Si estás aquí es porque has oído hablar de este famosísimo juego de mesa de estrategia. Y no es para menos. Catan es un juego que ha ganado muchos premios (entre ellos, el mejor juego del siglo), y se ha ganado a pulso su popularidad.

Cómo se juega al Catan

Si quieres aprender a jugar al Catan, te recomiendo que mires este vídeo. Está muy bien explicado:


Ya has visto como se juega al Catan, ¿qué te parece?

La primera partida que hagas puede que te cueste un poco, pues debes recordar detalles importantes y acostumbrarte a las normas básicas del juego, pero en general es un juego bastante sencillo, por lo que a mitad de la partida ya le habrás cogido el truco y al acabarla solo podrás pensar en una cosa: jugar otra vez.

Sí, porque el Catan es un juego realmente adictivo.

¿Cómo ganar al Catán?

Ganar al Catan es relativamente fácil (a no ser que juegues con expertos sin ningún tipo de compasión). Si quieres ser el ganador, debes planear muy bien dónde ubicaras tus dos poblados al inicio de la partida, pues una mala elección hará que te cueste mucho conseguir recursos y tus oponentes te saquen ventaja demasiado deprisa. Para ello, debes tener en cuenta dos factores:

  • Trata de ubicarte cerca de los números rojos, es decir, el 6 y el 8, pues son los números que salen con más frecuencia ( y por tanto, más recursos te van a dar). También son buenos números el 5 y el 9, y en menor medida el 4 y el 10.
  • Trata de tener a tu disposición las 5 materias desde el primer momento, para que no te falte de nada. Así, no dependerás de las negociaciones con tus oponentes.

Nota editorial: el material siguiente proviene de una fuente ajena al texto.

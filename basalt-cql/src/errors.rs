//! Errors that the server can send in an ERROR frame.

use crate::frame::types::Consistency;
use bytes::Bytes;
use thiserror::Error;

/// An error sent from the database in response to a request, identified by
/// a 32-bit code at the start of the ERROR body.
#[derive(Error, Debug, Clone, PartialEq, Eq)]
pub enum DbError {
    /// The submitted query has a syntax error
    #[error("The submitted query has a syntax error")]
    SyntaxError,

    /// The query is syntactically correct but invalid
    #[error("The query is syntactically correct but invalid")]
    Invalid,

    /// Attempted to create a keyspace or a table that was already existing
    #[error(
        "Attempted to create a keyspace or a table that was already existing \
        (keyspace: {keyspace}, table: {table})"
    )]
    AlreadyExists {
        /// Created keyspace name or name of the keyspace in which table was created
        keyspace: String,
        /// Name of the table created, in case of keyspace creation it's an empty string
        table: String,
    },

    /// User defined function failed during execution
    #[error(
        "User defined function failed during execution \
        (keyspace: {keyspace}, function: {function}, arg_types: {arg_types:?})"
    )]
    FunctionFailure {
        keyspace: String,
        function: String,
        arg_types: Vec<String>,
    },

    /// Authentication failed - bad credentials
    #[error("Authentication failed - bad credentials")]
    AuthenticationError,

    /// The logged user doesn't have the right to perform the query
    #[error("The logged user doesn't have the right to perform the query")]
    Unauthorized,

    /// The query is invalid because of some configuration issue
    #[error("The query is invalid because of some configuration issue")]
    ConfigError,

    /// Not enough nodes are alive to satisfy required consistency level
    #[error(
        "Not enough nodes are alive to satisfy required consistency level \
        (consistency: {consistency}, required: {required}, alive: {alive})"
    )]
    Unavailable {
        consistency: Consistency,
        required: i32,
        alive: i32,
    },

    /// The request cannot be processed because the coordinator node is overloaded
    #[error("The request cannot be processed because the coordinator node is overloaded")]
    Overloaded,

    /// The coordinator node is still bootstrapping
    #[error("The coordinator node is still bootstrapping")]
    IsBootstrapping,

    /// Error during truncate operation
    #[error("Error during truncate operation")]
    TruncateError,

    /// Not enough nodes responded to the read request in time to satisfy required consistency level
    #[error("Not enough nodes responded to the read request in time to satisfy required consistency level \
            (consistency: {consistency}, received: {received}, required: {required}, data_present: {data_present})")]
    ReadTimeout {
        consistency: Consistency,
        received: i32,
        required: i32,
        /// Replica that was asked for data has responded
        data_present: bool,
    },

    /// Not enough nodes responded to the write request in time to satisfy required consistency level
    #[error("Not enough nodes responded to the write request in time to satisfy required consistency level \
            (consistency: {consistency}, received: {received}, required: {required}, write_type: {write_type})")]
    WriteTimeout {
        consistency: Consistency,
        received: i32,
        required: i32,
        /// Type of write operation requested
        write_type: WriteType,
    },

    /// A non-timeout error during a read request
    #[error(
        "A non-timeout error during a read request \
        (consistency: {consistency}, received: {received}, required: {required}, \
        numfailures: {numfailures}, data_present: {data_present})"
    )]
    ReadFailure {
        consistency: Consistency,
        received: i32,
        required: i32,
        numfailures: i32,
        data_present: bool,
    },

    /// A non-timeout error during a write request
    #[error(
        "A non-timeout error during a write request \
        (consistency: {consistency}, received: {received}, required: {required}, \
        numfailures: {numfailures}, write_type: {write_type})"
    )]
    WriteFailure {
        consistency: Consistency,
        received: i32,
        required: i32,
        numfailures: i32,
        write_type: WriteType,
    },

    /// Tried to execute a prepared statement that the server no longer
    /// knows; the driver prepares it again and resends, transparently.
    #[error("Tried to execute a prepared statement that is not prepared; the driver will prepare it again")]
    Unprepared {
        /// Statement id of the requested prepared query
        statement_id: Bytes,
    },

    /// Internal server error. This indicates a server-side bug
    #[error("Internal server error. This indicates a server-side bug")]
    ServerError,

    /// Invalid protocol message received from the driver
    #[error("Invalid protocol message received from the driver")]
    ProtocolError,

    /// Other error code not specified in the protocol
    #[error("Other error not specified in the protocol. Error code: {0}")]
    Other(i32),
}

impl DbError {
    /// The wire code of this error.
    pub fn code(&self) -> i32 {
        match self {
            DbError::ServerError => 0x0000,
            DbError::ProtocolError => 0x000A,
            DbError::AuthenticationError => 0x0100,
            DbError::Unavailable { .. } => 0x1000,
            DbError::Overloaded => 0x1001,
            DbError::IsBootstrapping => 0x1002,
            DbError::TruncateError => 0x1003,
            DbError::WriteTimeout { .. } => 0x1100,
            DbError::ReadTimeout { .. } => 0x1200,
            DbError::ReadFailure { .. } => 0x1300,
            DbError::FunctionFailure { .. } => 0x1400,
            DbError::WriteFailure { .. } => 0x1500,
            DbError::SyntaxError => 0x2000,
            DbError::Unauthorized => 0x2100,
            DbError::Invalid => 0x2200,
            DbError::ConfigError => 0x2300,
            DbError::AlreadyExists { .. } => 0x2400,
            DbError::Unprepared { .. } => 0x2500,
            DbError::Other(code) => *code,
        }
    }

    /// Whether a speculative fiber may ignore this error and let another
    /// attempt win. Errors tied to the contacted coordinator can be
    /// ignored; errors that would reproduce on any node cannot.
    pub fn can_speculative_retry(&self) -> bool {
        matches!(
            self,
            DbError::Unavailable { .. }
                | DbError::Overloaded
                | DbError::IsBootstrapping
                | DbError::TruncateError
                | DbError::ReadTimeout { .. }
                | DbError::WriteTimeout { .. }
                | DbError::ServerError
        )
    }
}

/// Type of write operation reported in WriteTimeout / WriteFailure errors.
#[derive(Debug, Clone, PartialEq, Eq)]
pub enum WriteType {
    /// Non-batched non-counter write
    Simple,
    /// Logged batch write. If this type is received, the batch log write succeeded
    /// (otherwise BatchLog type would be present)
    Batch,
    /// Unlogged batch. No batch log write has been attempted.
    UnloggedBatch,
    /// Counter write (batched or not)
    Counter,
    /// Timeout occurred during the write to the batch log when a logged batch was requested
    BatchLog,
    /// Timeout occurred during Compare And Set write/update
    Cas,
    /// Write involves VIEW update and failure to acquire local view(MV) lock for key within timeout
    View,
    /// Timeout occurred  when a cdc_total_space_in_mb is exceeded when doing a write to data tracked by cdc
    Cdc,
    /// Other type not specified in the protocol
    Other(String),
}

impl std::fmt::Display for WriteType {
    fn fmt(&self, f: &mut std::fmt::Formatter<'_>) -> std::fmt::Result {
        write!(f, "{:?}", self)
    }
}

impl From<&str> for WriteType {
    fn from(write_type_str: &str) -> WriteType {
        match write_type_str {
            "SIMPLE" => WriteType::Simple,
            "BATCH" => WriteType::Batch,
            "UNLOGGED_BATCH" => WriteType::UnloggedBatch,
            "COUNTER" => WriteType::Counter,
            "BATCH_LOG" => WriteType::BatchLog,
            "CAS" => WriteType::Cas,
            "VIEW" => WriteType::View,
            "CDC" => WriteType::Cdc,
            _ => WriteType::Other(write_type_str.to_string()),
        }
    }
}

impl WriteType {
    pub fn as_str(&self) -> &str {
        match self {
            WriteType::Simple => "SIMPLE",
            WriteType::Batch => "BATCH",
            WriteType::UnloggedBatch => "UNLOGGED_BATCH",
            WriteType::Counter => "COUNTER",
            WriteType::BatchLog => "BATCH_LOG",
            WriteType::Cas => "CAS",
            WriteType::View => "VIEW",
            WriteType::Cdc => "CDC",
            WriteType::Other(write_type) => write_type.as_str(),
        }
    }
}

#[cfg(test)]
mod tests {
    use super::*;

    #[test]
    fn write_type_parsing() {
        let write_type_str_v = [
            "SIMPLE",
            "BATCH",
            "UNLOGGED_BATCH",
            "COUNTER",
            "BATCH_LOG",
            "CAS",
            "VIEW",
            "CDC",
            "SOMEOTHER",
        ];

        let write_type_v = [
            WriteType::Simple,
            WriteType::Batch,
            WriteType::UnloggedBatch,
            WriteType::Counter,
            WriteType::BatchLog,
            WriteType::Cas,
            WriteType::View,
            WriteType::Cdc,
            WriteType::Other("SOMEOTHER".to_string()),
        ];

        for (write_type_str, expected_write_type) in write_type_str_v.iter().zip(write_type_v.iter())
        {
            let write_type = WriteType::from(*write_type_str);
            assert_eq!(&write_type, expected_write_type);
            assert_eq!(write_type.as_str(), *write_type_str);
        }
    }

    #[test]
    fn db_error_codes() {
        assert_eq!(DbError::ServerError.code(), 0x0000);
        assert_eq!(DbError::ProtocolError.code(), 0x000A);
        assert_eq!(
            DbError::Unavailable {
                consistency: Consistency::Two,
                required: 2,
                alive: 1,
            }
            .code(),
            0x1000
        );
        assert_eq!(
            DbError::Unprepared {
                statement_id: Bytes::from_static(b"deadbeef"),
            }
            .code(),
            0x2500
        );
        assert_eq!(DbError::Other(0x1234).code(), 0x1234);
    }
}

Si reúnes estos dos factores, tienes muchas probabilidades de ganar.

Pero obviamente, no es decisivo.

El juego puede dar muchas vueltas. Tener algún puerto también puede ser muy útil para cambiar unos recursos por otros. Por ejemplo, si tienes mucha madera pero necesitas lana y no quieres (o no puedes) comerciar con tus oponentes, podrás cambiar los recursos en el puerto y así conseguir la materia que necesitas.

Otro factor muy relevante para ser el ganador del Catan es conseguir los puntos de victoria que te confiere la Gran Ruta Comercial (al disponer de 5 o más carreteras consecutivas) y/o el Gran Ejército de Caballería, que se consigue con las cartas de desarrollo, al acumular 3 o más cartas de Caballero. Eso sí, ten cuidado, porque otro jugador podría superarte y te quedarías, inmediatamente sin esos puntos.

Reseña sobre Catan, el mejor juego de mesa de estrategia

Ahora te voy a dar mi opinión sobre el Catan. Fue el primer juego de mesa que me enganchó de verdad. Las partidas son muy entretenidas y todo el rato tienes algo que planear, ya sea cómo perjudicar a tus oponentes o cómo usar tus recursos para lograr tus objetivos lo más rápido posible.

La posibilidad de comerciar con el resto de jugadores también es muy divertida. Te darás cuenta de que algunos jugadores son muy generosos, otros muy exigentes, y otros directamente inaccesibles. Todo depende de lo interesados que estén en recibir las materias que tú les ofreces.

Y cuidado, este juego puede provocar enfados. Si tienes amigos con un mal perder ten por seguro que terminarán muy frustrados si no logran ganar en varias partidas consecutivas o si vais a por ellos cerrándoles el paso o colocando el ladrón en sus mejores ubicaciones.

Aunque los compañeros sean bastante respetuosos (cosa que no suele ocurrir, pues todos quieren ganar a toda costa), puedes perder a causa del azar, lo que también provoca bastante rabia. Aunque tengas una buena estrategia, el azar tiene un papel importante en este juego, y decidirá si tus números salen más o menos, y si lo hacen en el momento adecuado.

Pero ten clara una cosa.

Si provoca enfados es porque el Catan consigue mantener a los jugadores súper implicados durante toda la partida. Siempre tienes que estar pendiente de qué número sale, de qué materias tienes y de qué vas a hacer para aprovecharlas lo mejor posible. Esto hace que estés todo el rato en plan estratégico, esforzándote por ser el ganador, y cuando lo consigues… ¡Buaaaa, qué subidón!

Eso sí, no esperes que te feliciten efusivamente ni que te ayuden a recoger el tablero. Bueno, igual sí. En ese caso alégrate porque significa que tienes amigos muy buenos (o que les das algo de penita).